Friday, 12 February, 2021

A copy of Cllr Ayesha Azad's budget statement to Council (Thursday 11 February 2021) is below.

"Madam Mayor,

"It is my pleasure to present my first Business Plan, Budget and Council Tax proposal as Leader of the Council.

"Each year previous Leaders have stood before Council and spoken about the challenges of the previous year or those of the coming year.

"This year has been like no other. Shortly after our last Budget meeting, the world changed as the Covid-19 pandemic spread across the world. We as a nation have faced its full force.

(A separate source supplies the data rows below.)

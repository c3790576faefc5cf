//! Inbound multi-ESC command frames.
//!
//! A command frame carries one value per ESC channel, addressed by
//! position; this node only ever reads `frame[esc_index]`. A frame
//! shorter than `esc_index + 1` simply does not address this node — that
//! is a normal "not-for-me at this size" case, not a decode error, and
//! the router turns it into a fail-safe stop.

use heapless::Vec;

use crate::error::{BusError, Error};

/// Maximum ESC channels one command frame can address.
pub const MAX_ESC_CHANNELS: usize = 20;

/// Full-scale raw duty value (14-bit signed command scale). A channel
/// value divided by this yields the normalized duty cycle in [0, 1].
pub const RAW_COMMAND_MAX: i16 = 8191;

/// Per-channel raw duty-cycle setpoints.
#[derive(Debug, Clone, Default, PartialEq, Eq)]
pub struct RawCommandFrame {
    cmd: Vec<i16, MAX_ESC_CHANNELS>,
}

impl RawCommandFrame {
    /// Build a frame from decoded channel values. Rejects payloads that
    /// claim more channels than the bus allows.
    pub fn from_slice(values: &[i16]) -> Result<Self, Error> {
        let cmd = Vec::from_slice(values).map_err(|()| BusError::FrameTooLong)?;
        Ok(Self { cmd })
    }

    /// Value addressed to `index`, or `None` when the frame is too short.
    pub fn channel(&self, index: u8) -> Option<i16> {
        self.cmd.get(usize::from(index)).copied()
    }

    pub fn len(&self) -> usize {
        self.cmd.len()
    }

    pub fn is_empty(&self) -> bool {
        self.cmd.is_empty()
    }
}

/// Per-channel RPM setpoints.
#[derive(Debug, Clone, Default, PartialEq, Eq)]
pub struct RpmCommandFrame {
    rpm: Vec<i32, MAX_ESC_CHANNELS>,
}

impl RpmCommandFrame {
    pub fn from_slice(values: &[i32]) -> Result<Self, Error> {
        let rpm = Vec::from_slice(values).map_err(|()| BusError::FrameTooLong)?;
        Ok(Self { rpm })
    }

    pub fn channel(&self, index: u8) -> Option<i32> {
        self.rpm.get(usize::from(index)).copied()
    }

    pub fn len(&self) -> usize {
        self.rpm.len()
    }

    pub fn is_empty(&self) -> bool {
        self.rpm.is_empty()
    }
}

#[cfg(test)]
mod tests {
    use super::*;

    #[test]
    fn channel_addressing() {
        let f = RawCommandFrame::from_slice(&[0, 100, 4096]).unwrap();
        assert_eq!(f.len(), 3);
        assert_eq!(f.channel(2), Some(4096));
        assert_eq!(f.channel(3), None);
    }

    #[test]
    fn short_frame_yields_no_channel() {
        let f = RpmCommandFrame::from_slice(&[0, 0]).unwrap();
        assert_eq!(f.channel(2), None);
        assert_eq!(f.channel(15), None);
    }

    #[test]
    fn empty_frame_is_valid_but_addresses_nobody() {
        let f = RawCommandFrame::from_slice(&[]).unwrap();
        assert!(f.is_empty());
        assert_eq!(f.channel(0), None);
    }

    #[test]
    fn overlong_frame_rejected() {
        let values = [0i16; MAX_ESC_CHANNELS + 1];
        assert_eq!(
            RawCommandFrame::from_slice(&values),
            Err(Error::Bus(BusError::FrameTooLong))
        );
    }

    #[test]
    fn full_capacity_frame_accepted() {
        let values = [1i32; MAX_ESC_CHANNELS];
        let f = RpmCommandFrame::from_slice(&values).unwrap();
        assert_eq!(f.channel(19), Some(1));
    }
}
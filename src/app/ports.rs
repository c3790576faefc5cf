//! Port traits — the hexagonal boundary between domain logic and the outside world.
//!
//! ```text
//!   Adapter ──▶ Port trait ──▶ EscService (domain)
//! ```
//!
//! Driven adapters (motor driver, temperature sensor, telemetry publisher,
//! config storage) implement these traits. The
//! [`EscService`](super::service::EscService) consumes them via generics,
//! so the domain core never touches hardware or the bus directly.

use crate::app::telemetry::{EscStatus, RpmFeedback};
use crate::config::NodeConfig;

// ───────────────────────────────────────────────────────────────
// Motor port (driven adapter: domain → power stage)
// ───────────────────────────────────────────────────────────────

/// Actuator-side port: the domain issues directives and observes the
/// motor's state through this trait. Directive methods are infallible by
/// design — the gate never produces a call the driver can refuse; at
/// worst the driver clamps and carries on.
pub trait MotorPort {
    /// Cut drive immediately and coast to a stop.
    fn stop(&mut self);

    /// Apply an open-loop duty cycle (0.0-1.0). Expires after `ttl_ms`
    /// unless refreshed by a newer directive.
    fn set_duty_cycle(&mut self, duty: f32, ttl_ms: u32);

    /// Enter closed-loop speed control at `rpm`. Same TTL contract.
    fn set_rpm(&mut self, rpm: u32, ttl_ms: u32);

    /// True while the rotor is stationary (no commutation running).
    fn is_idle(&self) -> bool;

    /// Latest measured rotor speed.
    fn rpm(&self) -> i32;

    /// Duty cycle currently applied to the bridge (0.0-1.0).
    fn duty_cycle(&self) -> f32;

    /// DC link voltage (V) and current draw (A).
    fn input_voltage_current(&self) -> (f32, f32);

    /// Zero-crossing detection failures since start — the node's error
    /// counter in status telemetry.
    fn fault_count(&self) -> u32;
}

// ───────────────────────────────────────────────────────────────
// Temperature port (driven adapter: sensor → domain)
// ───────────────────────────────────────────────────────────────

/// Read-side port for the bridge temperature sensor.
pub trait TemperaturePort {
    /// Temperature in kelvin. A negative value means the reading is
    /// invalid (open/shorted divider); callers substitute a sentinel.
    fn read_kelvin(&mut self) -> f32;
}

// ───────────────────────────────────────────────────────────────
// Telemetry sink port (driven adapter: domain → bus / logging)
// ───────────────────────────────────────────────────────────────

/// The domain emits telemetry through this port. Adapters decide where
/// it goes (CAN broadcast, serial log, blackbox).
pub trait TelemetrySink {
    /// High-rate feedback, published on every base tick.
    fn publish_feedback(&mut self, msg: &RpmFeedback);

    /// Low-rate status, published at most ~1 Hz.
    fn publish_status(&mut self, msg: &EscStatus);
}

// ───────────────────────────────────────────────────────────────
// Configuration port (driven adapter: domain ↔ persistent config)
// ───────────────────────────────────────────────────────────────

/// Loads and persists node configuration.
///
/// Implementations MUST validate before persisting. Invalid ranges are
/// rejected with [`ConfigError::ValidationFailed`], not silently clamped —
/// a corrupted blob must never be able to widen the safe-start gate.
pub trait ConfigPort {
    /// Load configuration from persistent storage.
    /// Returns [`NodeConfig::default()`] if no stored config exists.
    fn load(&self) -> Result<NodeConfig, ConfigError>;

    /// Validate and persist configuration.
    fn save(&self, config: &NodeConfig) -> Result<(), ConfigError>;
}

// ───────────────────────────────────────────────────────────────
// Error types
// ───────────────────────────────────────────────────────────────

/// Errors from [`ConfigPort`] operations.
#[derive(Debug)]
pub enum ConfigError {
    /// No config found in storage (first boot).
    NotFound,
    /// Stored config failed integrity / deserialization check.
    Corrupted,
    /// A config field failed range validation.
    /// The `&'static str` describes which field and why.
    ValidationFailed(&'static str),
    /// Underlying storage is full.
    StorageFull,
    /// Generic I/O error from the storage backend.
    IoError,
}

impl core::fmt::Display for ConfigError {
    fn fmt(&self, f: &mut core::fmt::Formatter<'_>) -> core::fmt::Result {
        match self {
            Self::NotFound => write!(f, "config not found"),
            Self::Corrupted => write!(f, "config corrupted"),
            Self::ValidationFailed(msg) => write!(f, "validation failed: {}", msg),
            Self::StorageFull => write!(f, "storage full"),
            Self::IoError => write!(f, "I/O error"),
        }
    }
}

Every aspect of our lives has changed and every aspect of the Council’s business and function has needed to adapt.

"The impact on our finances has been severe but due to prudent Conservative leadership over recent years, we had built reserves to cope with economic downturns.

"I thank previous Leaders for that foresight and the Director of Finance and her team for their diligence and prudence.

"The Council’s teams across all service areas have undertaken extensive work in supporting the community during the Covid pandemic; and they continue to do so.

"The events of last week where our staff, working with the Surrey Local Resilience Forum, did such a positive job in undertaking the “Surge Testing” in part of the Borough only serves to further demonstrate their commitment to residents.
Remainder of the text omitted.